**Saved data entries:**
------------------------------------------------------------

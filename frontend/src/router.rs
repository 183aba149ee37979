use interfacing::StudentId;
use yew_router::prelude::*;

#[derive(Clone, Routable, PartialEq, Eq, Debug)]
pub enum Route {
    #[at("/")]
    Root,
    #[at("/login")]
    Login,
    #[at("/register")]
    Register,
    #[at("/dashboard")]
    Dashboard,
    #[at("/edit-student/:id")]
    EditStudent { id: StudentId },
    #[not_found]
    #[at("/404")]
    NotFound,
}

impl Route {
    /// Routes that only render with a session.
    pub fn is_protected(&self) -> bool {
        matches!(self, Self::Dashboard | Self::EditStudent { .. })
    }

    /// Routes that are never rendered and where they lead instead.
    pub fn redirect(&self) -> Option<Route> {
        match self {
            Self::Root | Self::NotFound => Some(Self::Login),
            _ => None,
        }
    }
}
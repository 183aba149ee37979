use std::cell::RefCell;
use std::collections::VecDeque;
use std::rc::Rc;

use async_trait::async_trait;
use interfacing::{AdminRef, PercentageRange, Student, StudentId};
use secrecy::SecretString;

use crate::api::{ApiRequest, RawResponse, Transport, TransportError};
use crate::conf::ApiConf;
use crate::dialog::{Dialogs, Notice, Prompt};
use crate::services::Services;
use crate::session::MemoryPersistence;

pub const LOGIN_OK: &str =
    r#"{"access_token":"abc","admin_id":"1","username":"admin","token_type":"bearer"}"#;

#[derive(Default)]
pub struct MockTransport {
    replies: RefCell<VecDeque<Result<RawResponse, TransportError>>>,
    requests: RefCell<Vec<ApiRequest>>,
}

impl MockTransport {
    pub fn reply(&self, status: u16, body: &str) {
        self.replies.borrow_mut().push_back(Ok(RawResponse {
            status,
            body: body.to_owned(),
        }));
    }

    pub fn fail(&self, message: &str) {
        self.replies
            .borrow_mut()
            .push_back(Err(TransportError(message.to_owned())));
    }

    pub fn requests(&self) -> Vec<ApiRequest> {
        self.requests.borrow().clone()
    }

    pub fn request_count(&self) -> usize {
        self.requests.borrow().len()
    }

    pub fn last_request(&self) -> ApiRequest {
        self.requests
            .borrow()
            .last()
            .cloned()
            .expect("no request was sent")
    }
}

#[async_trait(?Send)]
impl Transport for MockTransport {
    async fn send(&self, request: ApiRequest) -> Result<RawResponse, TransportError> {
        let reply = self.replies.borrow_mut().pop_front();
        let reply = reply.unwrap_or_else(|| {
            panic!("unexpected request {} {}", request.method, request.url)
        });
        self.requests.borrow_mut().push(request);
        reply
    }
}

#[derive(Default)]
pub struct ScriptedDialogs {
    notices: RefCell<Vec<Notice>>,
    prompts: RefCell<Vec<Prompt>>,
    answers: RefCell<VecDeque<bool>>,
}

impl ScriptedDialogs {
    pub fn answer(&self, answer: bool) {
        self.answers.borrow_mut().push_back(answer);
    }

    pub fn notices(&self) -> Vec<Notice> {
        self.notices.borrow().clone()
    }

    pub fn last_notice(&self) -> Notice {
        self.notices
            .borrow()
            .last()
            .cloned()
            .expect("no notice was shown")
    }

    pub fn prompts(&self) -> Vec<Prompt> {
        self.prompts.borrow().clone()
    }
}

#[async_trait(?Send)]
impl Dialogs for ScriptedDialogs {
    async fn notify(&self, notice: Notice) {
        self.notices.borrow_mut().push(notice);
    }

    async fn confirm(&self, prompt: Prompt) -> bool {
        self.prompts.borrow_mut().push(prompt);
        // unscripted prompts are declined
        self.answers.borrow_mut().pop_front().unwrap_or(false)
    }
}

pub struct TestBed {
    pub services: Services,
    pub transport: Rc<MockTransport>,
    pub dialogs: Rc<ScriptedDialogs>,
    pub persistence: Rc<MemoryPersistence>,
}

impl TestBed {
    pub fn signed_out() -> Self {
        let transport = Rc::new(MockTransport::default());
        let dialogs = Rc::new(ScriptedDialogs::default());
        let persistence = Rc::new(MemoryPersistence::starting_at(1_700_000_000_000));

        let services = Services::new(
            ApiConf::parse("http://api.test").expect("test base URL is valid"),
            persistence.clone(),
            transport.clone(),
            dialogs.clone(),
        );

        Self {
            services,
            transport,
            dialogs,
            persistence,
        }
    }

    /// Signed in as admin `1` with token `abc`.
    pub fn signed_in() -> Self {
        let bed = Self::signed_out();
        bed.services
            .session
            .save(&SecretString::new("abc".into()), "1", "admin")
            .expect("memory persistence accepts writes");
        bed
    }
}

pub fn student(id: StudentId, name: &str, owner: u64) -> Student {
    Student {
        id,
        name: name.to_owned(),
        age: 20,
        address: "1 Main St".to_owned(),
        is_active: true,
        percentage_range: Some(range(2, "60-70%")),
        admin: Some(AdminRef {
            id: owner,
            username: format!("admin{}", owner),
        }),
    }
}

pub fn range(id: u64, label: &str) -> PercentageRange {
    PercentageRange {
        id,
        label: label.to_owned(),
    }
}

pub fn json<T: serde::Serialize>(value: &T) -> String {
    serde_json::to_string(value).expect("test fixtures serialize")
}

------------------------------------------------------------

**WHAT YOU HAVE TO DO:**
Write the data out again in full and exactly.

**YOUR SOLUTION:**
filename frontend/src/router.rs
repository 183aba149ee37979
use interfacing::StudentId;
use yew_router::prelude::*;

#[derive(Clone, Routable, PartialEq, Eq, Debug)]
pub enum Route {
    #[at("/")]
    Root,
    #[at("/login")]
    Login,
    #[at("/register")]
    Register,
    #[at("/dashboard")]
    Dashboard,
    #[at("/edit-student/:id")]
    EditStudent { id: StudentId },
    #[not_found]
    #[at("/404")]
    NotFound,
}

impl Route {
    /// Routes that only render with a session.
    pub fn is_protected(&self) -> bool {
        matches!(self, Self::Dashboard | Self::EditStudent { .. })
    }

    /// Routes that are never rendered and where they lead instead.
    pub fn redirect(&self) -> Option<Route> {
        match self {
            Self::Root | Self::NotFound => Some(Self::Login),
            _ => None,
        }
    }
}
repository 183aba149ee37979
use std::cell::RefCell;
use std::collections::VecDeque;
use std::rc::Rc;

use async_trait::async_trait;
use interfacing::{AdminRef, PercentageRange, Student, StudentId};
use secrecy::SecretString;

use crate::api::{ApiRequest, RawResponse, Transport, TransportError};
use crate::conf::ApiConf;
use crate::dialog::{Dialogs, Notice, Prompt};
use crate::services::Services;
use crate::session::MemoryPersistence;

pub const LOGIN_OK: &str =
    r#"{"access_token":"abc","admin_id":"1","username":"admin","token_type":"bearer"}"#;

#[derive(Default)]
pub struct MockTransport {
    replies: RefCell<VecDeque<Result<RawResponse, TransportError>>>,
    requests: RefCell<Vec<ApiRequest>>,
}

impl MockTransport {
    pub fn reply(&self, status: u16, body: &str) {
        self.replies.borrow_mut().push_back(Ok(RawResponse {
            status,
            body: body.to_owned(),
        }));
    }

    pub fn fail(&self, message: &str) {
        self.replies
            .borrow_mut()
            .push_back(Err(TransportError(message.to_owned())));
    }

    pub fn requests(&self) -> Vec<ApiRequest> {
        self.requests.borrow().clone()
    }

    pub fn request_count(&self) -> usize {
        self.requests.borrow().len()
    }

    pub fn last_request(&self) -> ApiRequest {
        self.requests
            .borrow()
            .last()
            .cloned()
            .expect("no request was sent")
    }
}

#[async_trait(?Send)]
impl Transport for MockTransport {
    async fn send(&self, request: ApiRequest) -> Result<RawResponse, TransportError> {
        let reply = self.replies.borrow_mut().pop_front();
        let reply = reply.unwrap_or_else(|| {
            panic!("unexpected request {} {}", request.method, request.url)
        });
        self.requests.borrow_mut().push(request);
        reply
    }
}

#[derive(Default)]
pub struct ScriptedDialogs {
    notices: RefCell<Vec<Notice>>,
    prompts: RefCell<Vec<Prompt>>,
    answers: RefCell<VecDeque<bool>>,
}

impl ScriptedDialogs {
    pub fn answer(&self, answer: bool) {
        self.answers.borrow_mut().push_back(answer);
    }

    pub fn notices(&self) -> Vec<Notice> {
        self.notices.borrow().clone()
    }

    pub fn last_notice(&self) -> Notice {
        self.notices
            .borrow()
            .last()
            .cloned()
            .expect("no notice was shown")
    }

    pub fn prompts(&self) -> Vec<Prompt> {
        self.prompts.borrow().clone()
    }
}

#[async_trait(?Send)]
impl Dialogs for ScriptedDialogs {
    async fn notify(&self, notice: Notice) {
        self.notices.borrow_mut().push(notice);
    }

    async fn confirm(&self, prompt: Prompt) -> bool {
        self.prompts.borrow_mut().push(prompt);
        // unscripted prompts are declined
        self.answers.borrow_mut().pop_front().unwrap_or(false)
    }
}

pub struct TestBed {
    pub services: Services,
    pub transport: Rc<MockTransport>,
    pub dialogs: Rc<ScriptedDialogs>,
    pub persistence: Rc<MemoryPersistence>,
}

impl TestBed {
    pub fn signed_out() -> Self {
        let transport = Rc::new(MockTransport::default());
        let dialogs = Rc::new(ScriptedDialogs::default());
        let persistence = Rc::new(MemoryPersistence::starting_at(1_700_000_000_000));

        let services = Services::new(
            ApiConf::parse("http://api.test").expect("test base URL is valid"),
            persistence.clone(),
            transport.clone(),
            dialogs.clone(),
        );

        Self {
            services,
            transport,
            dialogs,
            persistence,
        }
    }

    /// Signed in as admin `1` with token `abc`.
    pub fn signed_in() -> Self {
        let bed = Self::signed_out();
        bed.services
            .session
            .save(&SecretString::new("abc".into()), "1", "admin")
            .expect("memory persistence accepts writes");
        bed
    }
}

pub fn student(id: StudentId, name: &str, owner: u64) -> Student {
    Student {
        id,
        name: name.to_owned(),
        age: 20,
        address: "1 Main St".to_owned(),
        is_active: true,
        percentage_range: Some(range(2, "60-70%")),
        admin: Some(AdminRef {
            id: owner,
            username: format!("admin{}", owner),
        }),
    }
}

pub fn range(id: u64, label: &str) -> PercentageRange {
    PercentageRange {
        id,
        label: label.to_owned(),
    }
}

pub fn json<T: serde::Serialize>(value: &T) -> String {
    serde_json::to_string(value).expect("test fixtures serialize")
}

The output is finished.